(Exercise objective)
Look through the material below for "types". Copy every line that contains it.

(Recorded information)
impl Packet {
    /// Tunneling request carrying `cemi`
    pub fn tunneling_request(channel_id: u8, sequence: u8, cemi: Cemi) -> Self {
        Self::TunnelingRequest {
            channel_id,
            sequence,
            payload: TunnelingPayload::Cemi(cemi),
        }
    }

    /// Raw 16-bit service type
    pub const fn service_type(&self) -> u16 {
        match self {
            Self::ConnectRequest { .. } => ServiceType::ConnectRequest.to_u16(),
            Self::ConnectResponse { .. } => ServiceType::ConnectResponse.to_u16(),
            Self::ConnectionStateRequest { .. } => ServiceType::ConnectionStateRequest.to_u16(),
            Self::ConnectionStateResponse { .. } => ServiceType::ConnectionStateResponse.to_u16(),
            Self::DisconnectRequest { .. } => ServiceType::DisconnectRequest.to_u16(),
            Self::DisconnectResponse { .. } => ServiceType::DisconnectResponse.to_u16(),
            Self::TunnelingRequest { .. } => ServiceType::TunnelingRequest.to_u16(),
            Self::TunnelingAck { .. } => ServiceType::TunnelingAck.to_u16(),
            Self::Generic { service_type, .. } => *service_type,
        }
    }

    /// Channel the packet belongs to, if the service carries one
    pub const fn channel_id(&self) -> Option<u8> {
        match self {
            Self::ConnectResponse { channel_id, .. }
            | Self::ConnectionStateRequest { channel_id, .. }
            | Self::ConnectionStateResponse { channel_id, .. }
            | Self::DisconnectRequest { channel_id, .. }
            | Self::DisconnectResponse { channel_id, .. }
            | Self::TunnelingRequest { channel_id, .. }
            | Self::TunnelingAck { channel_id, .. } => Some(*channel_id),
            Self::ConnectRequest { .. } | Self::Generic { .. } => None,
        }
    }

    /// Service name, `0x%04x` for unknown service types
    pub fn service_name(&self) -> heapless::String<32> {
        let mut name = heapless::String::new();
        // Both forms fit in 32 bytes
        let _ = match ServiceType::from_u16(self.service_type()) {
            Some(service) => name.push_str(service.name()).ok(),
            None => fmt::write(&mut name, format_args!("0x{:04x}", self.service_type())).ok(),
        };
        name
    }

    /// Append the service body (everything after the header) to `buf`
    pub fn encode_body(&self, buf: &mut Frame) -> Result<()> {
        match self {
            Self::ConnectRequest {
                control_endpoint,
                data_endpoint,
            } => {
                control_endpoint.encode(buf)?;
                data_endpoint.encode(buf)?;
                ConnectionRequestInfo::tunnel_link_layer().encode(buf)
            }
            Self::ConnectResponse {
                channel_id,
                status,
                data_endpoint,
                assigned_address,
            } => {
                put(buf, &[*channel_id, *status])?;
                if let Some(endpoint) = data_endpoint {
                    endpoint.encode(buf)?;
                    if let Some(address) = assigned_address {
                        put(buf, &[4, TUNNEL_CONNECTION])?;
                        put(buf, &address.to_raw())?;
                    }
                }
                Ok(())
            }
            Self::ConnectionStateRequest {
                channel_id,
                control_endpoint,
            }
            | Self::DisconnectRequest {
                channel_id,
                control_endpoint,
            } => {
                put(buf, &[*channel_id, 0x00])?;
                control_endpoint.encode(buf)
            }
            Self::ConnectionStateResponse { channel_id, status }
            | Self::DisconnectResponse { channel_id, status } => put(buf, &[*channel_id, *status]),
            Self::TunnelingRequest {
                channel_id,
                sequence,
                payload,
            } => {
                put(buf, &[CONNECTION_HEADER_SIZE, *channel_id, *sequence, 0x00])?;
                match payload {
                    TunnelingPayload::Cemi(cemi) => cemi.encode(buf),
                    TunnelingPayload::Unsupported(raw) => put(buf, raw),
                }
            }
            Self::TunnelingAck {
                channel_id,
                sequence,
                status,
            } => put(buf, &[CONNECTION_HEADER_SIZE, *channel_id, *sequence, *status]),
            Self::Generic { data, .. } => put(buf, data),
        }
    }

    /// Encode the complete frame (header + body)
    pub fn to_bytes(&self) -> Result<Frame> {
        let mut body = Frame::new();
        self.encode_body(&mut body)?;
        FrameBuilder::new(self.service_type(), &body).build()
    }

    /// Decode a datagram into the matching packet variant.
    ///
    /// The header is validated first (length byte, version, exact total
    /// length). Unknown service types yield [`Packet::Generic`].
    pub fn decode(datagram: &[u8]) -> Result<Self> {
        let frame = KnxnetIpFrame::parse(datagram)?;
        let body = frame.body();

        let Some(service) = frame.header().known_service() else {
            return Self::generic(frame.service_type(), body);
        };

        match service {
            ServiceType::ConnectRequest => {
                let control_endpoint = Hpai::parse(body)?;
                let rest = body.get(Hpai::SIZE..).unwrap_or_default();
                let data_endpoint = Hpai::parse(rest)?;
                ConnectionRequestInfo::decode(rest.get(Hpai::SIZE..).unwrap_or_default())?;
                Ok(Self::ConnectRequest {
                    control_endpoint,
                    data_endpoint,
                })
            }
            ServiceType::ConnectResponse => decode_connect_response(body),
            ServiceType::ConnectionStateRequest | ServiceType::DisconnectRequest => {
                let &[channel_id, _reserved, ref hpai @ ..] = body else {
                    return Err(KnxError::truncated());
                };
                let control_endpoint = Hpai::parse(hpai)?;
                Ok(if service == ServiceType::DisconnectRequest {
                    Self::DisconnectRequest {
                        channel_id,
                        control_endpoint,
                    }
                } else {
                    Self::ConnectionStateRequest {
                        channel_id,
                        control_endpoint,
                    }
                })
            }
            ServiceType::ConnectionStateResponse | ServiceType::DisconnectResponse => {
                let &[channel_id, status, ..] = body else {
                    return Err(KnxError::truncated());
                };
                Ok(if service == ServiceType::DisconnectResponse {
                    Self::DisconnectResponse { channel_id, status }
                } else {
                    Self::ConnectionStateResponse { channel_id, status }
                })
            }
            ServiceType::TunnelingRequest => {
                let &[header_length, channel_id, sequence, _reserved, ..] = body else {
                    return Err(KnxError::truncated());
                };
                let cemi = body
                    .get(usize::from(header_length)..)
                    .ok_or_else(KnxError::truncated)?;
                let payload = match Cemi::parse(cemi) {
                    Ok(cemi) => TunnelingPayload::Cemi(cemi),
                    Err(_) => TunnelingPayload::Unsupported(
                        Frame::from_slice(cemi)
                            .ok()
                            .ok_or_else(KnxError::payload_too_large)?,
                    ),
                };
                Ok(Self::TunnelingRequest {
                    channel_id,
                    sequence,
                    payload,
                })
            }
            ServiceType::TunnelingAck => {
                let &[_header_length, channel_id, sequence, status, ..] = body else {
                    return Err(KnxError::truncated());
                };
                Ok(Self::TunnelingAck {
                    channel_id,
                    sequence,
                    status,
                })
            }
            _ => Self::generic(frame.service_type(), body),
        }
    }

    fn generic(service_type: u16, body: &[u8]) -> Result<Self> {
        Ok(Self::Generic {
            service_type,
            data: Frame::from_slice(body)
                .ok()
                .ok_or_else(KnxError::payload_too_large)?,
        })
    }
}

(Task answer)
    /// Service name, `0x%04x` for unknown service types
    /// length). Unknown service types yield [`Packet::Generic`].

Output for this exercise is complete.